The Court of Justice of the European Union has ruled in Case C-299/17 VG Media Gesellschaft zur Verwertung der Urheber- und Leistungsschutzrechte von Medienunternehmen mbH v Google LLC that a German legal provision prohibiting internet search engines from using newspaper or magazine snippets without the publisher’s authorisation must be disregarded in the absence of its prior notification to the European Commission.
The German legal provision constitutes a rule on information society services and, therefore, a ‘technical regulation. As such, the draft must be notified to the European Commission in advance.
VG Media, a German copyright management organisation, brought court action for damages against Google, claiming that Google infringed rights related to copyright of some of its member publishers of newspapers and magazines. It claimed that from 1 August 2013, Google used, on its search engine and its automated news site ‘Google News’, newspaper or magazine snippets produced by VG Media’s members without paying a fee in return.
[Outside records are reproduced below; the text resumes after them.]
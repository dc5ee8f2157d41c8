//! Per-request correlation IDs.
//!
//! The request-ID middleware runs each request inside [`scope_request_id`];
//! anything executing in that task (handlers, logging) can read the ID back
//! with [`current_request_id`].

use std::future::Future;

tokio::task_local! {
    static REQUEST_ID: String;
}

/// Generate a short request ID: `R` followed by five hex characters.
///
/// Short IDs only need to stay unique across the log lines of a burst of requests.
pub fn generate_request_id() -> String {
    let hex = uuid::Uuid::new_v4().simple().to_string();
    format!("R{}", &hex[..5])
}

/// Run `future` with `request_id` as the current request ID.
pub async fn scope_request_id<F>(request_id: String, future: F) -> F::Output
where
    F: Future,
{
    REQUEST_ID.scope(request_id, future).await
}

/// The current request ID, if running inside [`scope_request_id`].
pub fn current_request_id() -> Option<String> {
    REQUEST_ID.try_with(|id| id.clone()).ok()
}
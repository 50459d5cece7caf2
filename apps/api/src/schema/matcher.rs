//! Exam name normalization and keyword classification.

/// Family of exams sharing one set of upload requirements.
#[derive(Debug, Clone, Copy, PartialEq, Eq)]
pub enum ExamCategory {
    Banking,
    Ssc,
    MedicalEngineering,
    CivilServices,
    Generic,
}

/// Checked in order; the first category with a matching keyword wins.
const KEYWORD_TABLE: &[(ExamCategory, &[&str])] = &[
    (ExamCategory::Banking, &["ibps", "bank", "sbi", "rbi"]),
    (ExamCategory::Ssc, &["ssc"]),
    (ExamCategory::MedicalEngineering, &["neet", "jee", "gate"]),
    (ExamCategory::CivilServices, &["upsc", "civil", "ias", "ips"]),
];

/// Plain substring match against the lowercased name, so "Delegate" hits `gate`.
pub fn classify(exam_name: &str) -> ExamCategory {
    let lower = exam_name.to_lowercase();
    KEYWORD_TABLE
        .iter()
        .find(|(_, keywords)| keywords.iter().any(|k| lower.contains(k)))
        .map(|(category, _)| *category)
        .unwrap_or(ExamCategory::Generic)
}

/// `"ssc-cgl_2024"` becomes `"Ssc Cgl 2024"`.
pub fn normalize_exam_name(raw: &str) -> String {
    raw.replace(['-', '_'], " ")
        .split_whitespace()
        .map(capitalize)
        .collect::<Vec<_>>()
        .join(" ")
}

fn capitalize(word: &str) -> String {
    let mut chars = word.chars();
    match chars.next() {
        Some(first) => first.to_uppercase().chain(chars.flat_map(char::to_lowercase)).collect(),
        None => String::new(),
    }
}
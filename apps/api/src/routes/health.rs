use axum::Json;
use chrono::Utc;
use serde_json::{json, Value};

/// GET /health
/// Returns a simple status object with the current server time.
pub async fn health_handler() -> Json<Value> {
    Json(json!({
        "status": "OK",
        "timestamp": Utc::now().to_rfc3339(),
        "message": "Schema Extraction Server is running"
    }))
}
//! Axum route handlers for the schema API.

use axum::{extract::rejection::JsonRejection, extract::State, Json};
use serde::{Deserialize, Serialize};
use serde_json::Value;
use tracing::{error, info, warn};

use crate::errors::AppError;
use crate::schema::generator::basic_fallback;
use crate::schema::models::RequirementTemplate;
use crate::state::AppState;

pub const EXAM_NAME_REQUIRED: &str = "Exam name is required";
const KEYWORD_NOTE: &str =
    "Using intelligent pattern matching - real web extraction available via Node.js version";
const FALLBACK_MESSAGE: &str = "Generated basic fallback schema";
const FALLBACK_WARNING: &str = "Error occurred during generation";

// ────────────────────────────────────────────────────────────────────────────
// Request / Response types
// ────────────────────────────────────────────────────────────────────────────

#[derive(Debug, Deserialize)]
#[serde(rename_all = "camelCase")]
pub struct GenerateSchemaRequest {
    /// Kept loose so a non-string value reaches the fallback instead of a 400.
    #[serde(default)]
    pub exam_name: Option<Value>,
}

#[derive(Debug, Serialize)]
pub struct GenerateSchemaResponse {
    pub success: bool,
    pub schema: RequirementTemplate,
    pub message: String,
    #[serde(skip_serializing_if = "Option::is_none")]
    pub note: Option<String>,
    #[serde(skip_serializing_if = "Option::is_none")]
    pub warning: Option<String>,
}

// ────────────────────────────────────────────────────────────────────────────
// Handlers
// ────────────────────────────────────────────────────────────────────────────

/// POST /api/generate-schema
///
/// Maps `examName` to a requirement template. Absent, null, or blank names
/// are a 400. A non-string name or a generator failure still answers 200
/// with the basic fallback and a `warning`.
pub async fn handle_generate_schema(
    State(state): State<AppState>,
    payload: Result<Json<GenerateSchemaRequest>, JsonRejection>,
) -> Result<Json<GenerateSchemaResponse>, AppError> {
    let Json(request) = payload.map_err(|rejection| {
        warn!("Rejected generate-schema body: {rejection}");
        AppError::Validation(EXAM_NAME_REQUIRED.to_string())
    })?;

    let (exam_name, generated) = match request.exam_name {
        None | Some(Value::Null) => {
            return Err(AppError::Validation(EXAM_NAME_REQUIRED.to_string()))
        }
        Some(Value::String(raw)) => {
            let exam_name = raw.trim();
            if exam_name.is_empty() {
                return Err(AppError::Validation(EXAM_NAME_REQUIRED.to_string()));
            }
            info!("Generating schema for: {exam_name}");
            let generated = state.generator.generate(exam_name).await;
            (exam_name.to_string(), generated)
        }
        Some(other) => {
            let exam_name = other.to_string();
            let generated = Err(AppError::Generation(format!(
                "examName must be a string, got {exam_name}"
            )));
            (exam_name, generated)
        }
    };

    match generated {
        Ok(schema) => {
            info!("Generated schema for {}", schema.exam);
            Ok(Json(GenerateSchemaResponse {
                success: true,
                message: format!("Generated schema for {}", schema.exam),
                schema,
                note: Some(KEYWORD_NOTE.to_string()),
                warning: None,
            }))
        }
        Err(e) => {
            error!("Error generating schema: {e}");
            Ok(Json(GenerateSchemaResponse {
                success: true,
                schema: basic_fallback(&exam_name),
                message: FALLBACK_MESSAGE.to_string(),
                note: None,
                warning: Some(FALLBACK_WARNING.to_string()),
            }))
        }
    }
}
The referring German court asked the CJEU whether the applicable German law constituted a ‘technical regulation’ under Directive 98/34/EU concerning technical standards and regulations, which should, accordingly, have been notified to the European Commission to be enforceable against individuals.
The CJEU ruled that a provision such as that at issue constitutes a rule on information society services and, therefore, a ‘technical regulation’. That provision specifically targets the services in question since it appears that its main aim and object was to protect publishers of newspapers and magazines against copyright infringements by online search engines. In that context, protection appears to have been considered necessary only for systematic infringements of works of online publishers by information society service providers.
To the extent that such a rule is specifically aimed at information society services, the draft technical regulation must be subject to prior notification to the European Commission. Failing that, an individual may rely on it being disapplied.